As it will implement the GNOME HIG, the library’s developers will work in close collaboration with the GNOME design team. The design team will also review the initial set of widgets and styles inherited from libhandy, ensuring they are aligned with the guidelines they developed and that they will refresh for GNOME 41.
This transition is being developed in close collaboration between the GTK developers, the libhandy developers, and the GNOME design team. It has also been discussed with various other GNOME and elementary developers.
Gimme
If you are a GNOME application developer, you likely want to port your application from GTK 3 (and libhandy) to GTK 4 and libadwaita in time for GNOME 41. You can find libadwaita on GNOME’s GitLab, and you can reach the developers on the Matrix room at #libadwaita:gnome.org. You can also join the room via IRC at #libadwaita on GIMPnet.
The libadwaita project will follow revisions of the HIG, and releases will follow GNOME’s schedule. Each version of the library will target a specific version of GNOME, the first stable version being released alongside GNOME 41.

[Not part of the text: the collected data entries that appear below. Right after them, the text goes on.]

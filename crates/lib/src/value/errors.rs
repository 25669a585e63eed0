//! Error types for native value handling.

use thiserror::Error;

/// Structured error types for native value construction and conversion.
#[non_exhaustive]
#[derive(Debug, Error)]
pub enum ValueError {
    /// A string could not be read as a canonical decimal number
    #[error("invalid number '{input}': {reason}")]
    InvalidNumber { input: String, reason: String },
}

impl ValueError {
    /// Check if this error is number-related
    pub fn is_number_error(&self) -> bool {
        matches!(self, ValueError::InvalidNumber { .. })
    }
}

// Conversion from ValueError to the main Error type
impl From<ValueError> for crate::Error {
    fn from(err: ValueError) -> Self {
        crate::Error::Value(err)
    }
}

The first stable version of the library will be 1.0. We won’t use the GNOME version number as major versions of the Adwaita library will span multiple GNOME releases, the contrary would be unmanageable for application developers. Major versions will be parallel-installable.
The library isn’t quite ready to be used yet, we have to fix some remaining issues, write a migration guide, and release a first alpha version you can safely target. We will then release several alpha versions and matching migration guides, so you can safely update your application as we stabilize libadawaita 1.0 without ever breaking your build.
Starting from now, libhandy’s pace of development will slow down tremendously as we will focus on developing libadwaita. Any improvement made to libhandy must now first be implemented in libadwaita.
We hope the GTK 4 users will enjoy the newly gained independence, and that GNOME application developers will feel empowered!
Thanks to the GTK developers, GNOME design team, and Alice Mikhaylenko for helping me write this article.